Not for the first time, I have been struck by how much more successful other groups of public employees are than university staff at drawing attention to their ungenerous treatment and at winning widespread support for their case.
This year's public sector pay round is going according to precedent. A partially unfunded settlement for teachers properly brings protests on all sides, not so much because of its effect on the teachers - though the possible redundancy of some thousands of skilled professionals is no small matter - but because of the loss of quality implied by a further increase in class size. The effective imposition of local pay bargaining for nurses, skilfully separated from doctors, comes hand in hand with a flat-rate rise of l per cent that implies a real reduction in living standards for many in this group. Finally, there is the question of merit pay for senior civil servants, the rights and wrongs of which are lost in the hubbub about the overall picture and in astonishment at the ineptitude of the timing of the announcement.

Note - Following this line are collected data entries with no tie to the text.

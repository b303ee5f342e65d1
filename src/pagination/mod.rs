//! Pagination module
//!
//! # Overview
//!
//! Each harvest window is drained with offset pagination: requests are
//! issued at offsets `0, S, 2S, ...` for page size `S` until the offset
//! reaches the total the source reports.

mod offset;
mod types;

pub use offset::OffsetPaginator;
pub use types::{expected_pages, NextPage, PaginationState};
//! Admin authentication extractor.
//!
//! Listing endpoints expose submitted personal data, so they require HTTP
//! Basic credentials for a user in the store.

use axum::{
    extract::FromRequestParts,
    http::{header::AUTHORIZATION, request::Parts},
};
use base64::{Engine, engine::general_purpose::STANDARD};

use crate::error::AppError;
use crate::models::User;
use crate::services::auth::{AuthError, AuthService};
use crate::state::AppState;

/// Extractor that requires admin credentials.
///
/// Rejects with `401 Unauthorized` and a `WWW-Authenticate` challenge when
/// the `Authorization` header is missing, malformed, or wrong.
///
/// # Example
///
/// ```rust,ignore
/// async fn protected_handler(
///     RequireAdmin(admin): RequireAdmin,
/// ) -> impl IntoResponse {
///     format!("Hello, {}!", admin.username)
/// }
/// ```
pub struct RequireAdmin(pub User);

impl FromRequestParts<AppState> for RequireAdmin {
    type Rejection = AppError;

    async fn from_request_parts(
        parts: &mut Parts,
        state: &AppState,
    ) -> Result<Self, Self::Rejection> {
        let (username, password) = parts
            .headers
            .get(AUTHORIZATION)
            .and_then(|v| v.to_str().ok())
            .and_then(parse_basic_credentials)
            .ok_or(AppError::Unauthorized)?;

        // argon2 verification is CPU-bound; keep it off the async workers.
        let state = state.clone();
        let login_username = username.clone();
        let login = tokio::task::spawn_blocking(move || {
            AuthService::new(state.store()).login_with_password(&login_username, &password)
        })
        .await
        .map_err(|e| AppError::Internal(e.to_string()))?;

        match login {
            Ok(user) => Ok(Self(user)),
            Err(AuthError::InvalidCredentials) => {
                tracing::warn!(username = %username, "Rejected admin credentials");
                Err(AppError::Unauthorized)
            }
            Err(e) => Err(AppError::Internal(e.to_string())),
        }
    }
}

/// Decode an `Authorization: Basic <base64(user:pass)>` header value.
///
/// The password may contain colons; the username may not.
fn parse_basic_credentials(header: &str) -> Option<(String, String)> {
    let (scheme, encoded) = header.trim().split_once(' ')?;
    if !scheme.eq_ignore_ascii_case("basic") {
        return None;
    }

    let decoded = STANDARD.decode(encoded.trim()).ok()?;
    let decoded = String::from_utf8(decoded).ok()?;
    let (username, password) = decoded.split_once(':')?;

    Some((username.to_string(), password.to_string()))
}
//! Authentication error types.

use thiserror::Error;

use crate::store::StoreError;

/// Errors that can occur during authentication operations.
#[derive(Debug, Error)]
pub enum AuthError {
    /// Invalid credentials (wrong password or user not found).
    #[error("invalid credentials")]
    InvalidCredentials,

    /// User already exists.
    #[error("user already exists")]
    UserAlreadyExists,

    /// Username is empty.
    #[error("username cannot be empty")]
    EmptyUsername,

    /// Password too weak or invalid.
    #[error("password validation failed: {0}")]
    WeakPassword(String),

    /// Store error.
    #[error("store error: {0}")]
    Store(#[from] StoreError),

    /// Password hashing error.
    #[error("password hashing error")]
    PasswordHash,
}
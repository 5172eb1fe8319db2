//! Unified error handling with Sentry integration.
//!
//! Provides a unified `AppError` type that captures server faults to Sentry
//! before responding to the client. Every failure is rendered as the same
//! JSON envelope the success path uses, `{success: false, message, [errors]}`.

use axum::{
    Json,
    http::{HeaderValue, StatusCode, header::WWW_AUTHENTICATE},
    response::{IntoResponse, Response},
};
use thiserror::Error;

use crate::routes::ApiResponse;
use crate::store::StoreError;
use crate::validation::ValidationErrors;

/// Message for the newsletter endpoint's validation failures.
pub const NEWSLETTER_INVALID_EMAIL: &str = "Please enter a valid email address.";

/// Message for a duplicate newsletter subscription.
pub const NEWSLETTER_DUPLICATE: &str = "This email is already subscribed to our newsletter.";

/// Realm advertised on 401 responses.
pub const ADMIN_REALM: &str = "Basic realm=\"codevente-admin\"";

/// Application-level error type for the site.
#[derive(Debug, Error)]
pub enum AppError {
    /// One or more field constraints were violated.
    #[error("Validation failed: {0}")]
    Validation(#[from] ValidationErrors),

    /// The newsletter email was malformed. Reported without field detail.
    #[error("Invalid newsletter email: {0}")]
    InvalidNewsletterEmail(ValidationErrors),

    /// The newsletter email is already subscribed.
    #[error("Email already subscribed to newsletter")]
    DuplicateSubscriber,

    /// The store failed. `message` is the endpoint's public failure message.
    #[error("Store error: {source}")]
    Store {
        source: StoreError,
        message: &'static str,
    },

    /// Missing or wrong admin credentials.
    #[error("Unauthorized")]
    Unauthorized,

    /// Internal server error.
    #[error("Internal error: {0}")]
    Internal(String),
}

impl AppError {
    /// Map a store failure, keeping duplicate subscriptions distinguishable.
    ///
    /// `message` is what the client sees if the failure is a fault.
    #[must_use]
    pub fn from_store(source: StoreError, message: &'static str) -> Self {
        match source {
            StoreError::DuplicateSubscriber => Self::DuplicateSubscriber,
            source => Self::Store { source, message },
        }
    }

    /// HTTP status for this error.
    #[must_use]
    pub const fn status(&self) -> StatusCode {
        match self {
            Self::Validation(_) | Self::InvalidNewsletterEmail(_) | Self::DuplicateSubscriber => {
                StatusCode::BAD_REQUEST
            }
            Self::Unauthorized => StatusCode::UNAUTHORIZED,
            Self::Store { .. } | Self::Internal(_) => StatusCode::INTERNAL_SERVER_ERROR,
        }
    }
}

impl IntoResponse for AppError {
    fn into_response(self) -> Response {
        // Capture server errors to Sentry
        if matches!(self, Self::Store { .. } | Self::Internal(_)) {
            let event_id = sentry::capture_error(&self);
            tracing::error!(
                error = %self,
                sentry_event_id = %event_id,
                "Request error"
            );
        }

        let status = self.status();

        // Don't expose internal error details to clients
        let body = match self {
            Self::Validation(errors) => {
                tracing::info!(violations = errors.errors().len(), "Submission rejected");
                ApiResponse::invalid(errors.into_errors())
            }
            Self::InvalidNewsletterEmail(_) => ApiResponse::failure(NEWSLETTER_INVALID_EMAIL),
            Self::DuplicateSubscriber => ApiResponse::failure(NEWSLETTER_DUPLICATE),
            Self::Store { message, .. } => ApiResponse::failure(message),
            Self::Unauthorized => ApiResponse::failure("Authentication required"),
            Self::Internal(_) => ApiResponse::failure("Internal server error"),
        };

        let mut response = (status, Json(body)).into_response();
        if status == StatusCode::UNAUTHORIZED {
            response
                .headers_mut()
                .insert(WWW_AUTHENTICATE, HeaderValue::from_static(ADMIN_REALM));
        }
        response
    }
}

/// Result type alias for `AppError`.
pub type Result<T> = std::result::Result<T, AppError>;

/// Add a breadcrumb for a form submission.
///
/// Breadcrumbs appear in Sentry error reports to show the trail of
/// submissions leading up to an error.
pub fn add_breadcrumb(category: &str, message: &str, data: Option<&[(&str, &str)]>) {
    let mut breadcrumb = sentry::Breadcrumb {
        category: Some(category.to_string()),
        message: Some(message.to_string()),
        level: sentry::Level::Info,
        ..Default::default()
    };

    if let Some(pairs) = data {
        for (key, value) in pairs {
            breadcrumb.data.insert(
                (*key).to_string(),
                serde_json::Value::String((*value).to_string()),
            );
        }
    }

    sentry::add_breadcrumb(breadcrumb);
}

#[cfg(test)]
#[allow(clippy::unwrap_used)]
mod tests {
    use super::*;

    async fn body_json(err: AppError) -> (StatusCode, serde_json::Value) {
        let response = err.into_response();
        let status = response.status();
        let bytes = axum::body::to_bytes(response.into_body(), usize::MAX)
            .await
            .unwrap();
        (status, serde_json::from_slice(&bytes).unwrap())
    }

    #[test]
    fn test_app_error_display() {
        let err = AppError::Internal("boom".to_string());
        assert_eq!(err.to_string(), "Internal error: boom");
    }

    #[test]
    fn test_from_store_keeps_duplicates_distinct() {
        let err = AppError::from_store(StoreError::DuplicateSubscriber, "Failed");
        assert!(matches!(err, AppError::DuplicateSubscriber));

        let err = AppError::from_store(StoreError::Poisoned("contacts"), "Failed");
        assert!(matches!(err, AppError::Store { .. }));
    }

    #[test]
    fn test_app_error_status_codes() {
        assert_eq!(
            AppError::Validation(ValidationErrors::single("name", "Required")).status(),
            StatusCode::BAD_REQUEST
        );
        assert_eq!(
            AppError::DuplicateSubscriber.status(),
            StatusCode::BAD_REQUEST
        );
        assert_eq!(AppError::Unauthorized.status(), StatusCode::UNAUTHORIZED);
        assert_eq!(
            AppError::Internal("test".to_string()).status(),
            StatusCode::INTERNAL_SERVER_ERROR
        );
    }

    #[tokio::test]
    async fn test_validation_envelope_lists_errors() {
        let (status, body) = body_json(AppError::Validation(ValidationErrors::single(
            "name",
            "Name is required",
        )))
        .await;

        assert_eq!(status, StatusCode::BAD_REQUEST);
        assert_eq!(body["success"], false);
        assert_eq!(body["message"], "Validation failed");
        assert_eq!(body["errors"][0]["field"], "name");
        assert_eq!(body["errors"][0]["message"], "Name is required");
    }

    #[tokio::test]
    async fn test_store_fault_hides_cause() {
        let (status, body) = body_json(AppError::from_store(
            StoreError::Poisoned("contacts"),
            "Failed to submit contact form. Please try again.",
        ))
        .await;

        assert_eq!(status, StatusCode::INTERNAL_SERVER_ERROR);
        assert_eq!(
            body["message"],
            "Failed to submit contact form. Please try again."
        );
        assert!(body.get("errors").is_none());
        assert!(!body.to_string().contains("poisoned"));
    }

    #[tokio::test]
    async fn test_unauthorized_sets_challenge_header() {
        let response = AppError::Unauthorized.into_response();
        assert_eq!(
            response.headers().get(WWW_AUTHENTICATE).unwrap(),
            ADMIN_REALM
        );
    }
}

Yet all of these dilemmas face our universities. Much though one sympathises with teachers, for example, their average pay has risen 379 per cent since 1979 while that of academics has gone up by 1 per cent. During this same period, average professional pay has increased by 385 per cent. And all of this while the growth in the number of students has been phenomenal. And yet, with a revenue uplift which may, on average, bring universities only 1.5 per cent more grant, one option is to cut further the real wages of colleagues whose productivity gains are probably greater than those of any other comparable group. Or we could, like school governing bodies will have to, pay a slightly higher pay rise - albeit less than the rate of inflation - but in so doing provoke job losses and hence reduce the quality of what we provide.
This is because, with no more student growth permitted, partly unfunded pay rises cannot be met by increased income but only by reduced expenditure - "efficiency gains" finally unmasked as cuts.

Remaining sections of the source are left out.